====== DATA

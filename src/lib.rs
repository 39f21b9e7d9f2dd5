//! Detect the public cloud provider and region the current host runs in.
//!
//! Two strategies run in order and the first positive answer wins:
//!
//! 1. **AWS** - the host's public IPv4 address (echoed back by a DNS TXT lookup) is searched
//!    for in the `EC2` prefixes of the published
//!    [AWS IP Ranges](https://docs.aws.amazon.com/vpc/latest/userguide/aws-ip-ranges.html).
//! 2. **GCP** - the instance metadata server is asked for the instance zone. The server is
//!    only reachable from inside GCP, so an unreachable server simply means "not GCP".
//!
//! When neither strategy finds anything the result is unknown. Failing to fetch the AWS IP
//! Ranges or to determine the public address is an error, not an unknown result.
//!
//! ```no_run
//! let result = cloudlocate::locate()?;
//! println!("{result}"); // Cloud: AWS, Region: us-east-2
//! # Ok::<(), cloudlocate::Error>(())
//! ```

mod core;

/*-------------------------------------------------------------------------------------------------
  Primary Interface
-------------------------------------------------------------------------------------------------*/

pub use crate::core::detector::{DetectionResult, Detector, Provider};
pub use crate::core::errors::{Error, Result};
pub use crate::core::resolver::{locate, Resolver};

/*-------------------------------------------------------------------------------------------------
  Detectors
-------------------------------------------------------------------------------------------------*/

pub use crate::core::aws::AddressRangeDetector;
pub use crate::core::gcp::{zone_to_region, MetadataDetector};

/*-------------------------------------------------------------------------------------------------
  Configuration
-------------------------------------------------------------------------------------------------*/

pub use crate::core::config::{Config, ConfigBuilder};

/*-------------------------------------------------------------------------------------------------
  Capabilities and Data
-------------------------------------------------------------------------------------------------*/

pub use crate::core::address::{parse_address, public_address, AddressEcho, DnsAddressEcho};
pub use crate::core::client::{
    HttpClient, MetadataResponse, MetadataSource, RangeSource, TransportError,
};
pub use crate::core::ip_ranges::{IpRangeTable, RangeEntry};

/*-------------------------------------------------------------------------------------------------
  Re-exports
-------------------------------------------------------------------------------------------------*/

pub use ipnetwork;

============

== ACTIVITY ==
In the listing above, find the line containing "Two strategies run" and the line containing "Primary Interface". Output them and every line between, exactly, and nothing else.

== REPLY ==
//! Two strategies run in order and the first positive answer wins:
//!
//! 1. **AWS** - the host's public IPv4 address (echoed back by a DNS TXT lookup) is searched
//!    for in the `EC2` prefixes of the published
//!    [AWS IP Ranges](https://docs.aws.amazon.com/vpc/latest/userguide/aws-ip-ranges.html).
//! 2. **GCP** - the instance metadata server is asked for the instance zone. The server is
//!    only reachable from inside GCP, so an unreachable server simply means "not GCP".
//!
//! When neither strategy finds anything the result is unknown. Failing to fetch the AWS IP
//! Ranges or to determine the public address is an error, not an unknown result.
//!
//! ```no_run
//! let result = cloudlocate::locate()?;
//! println!("{result}"); // Cloud: AWS, Region: us-east-2
//! # Ok::<(), cloudlocate::Error>(())
//! ```

mod core;

/*-------------------------------------------------------------------------------------------------
  Primary Interface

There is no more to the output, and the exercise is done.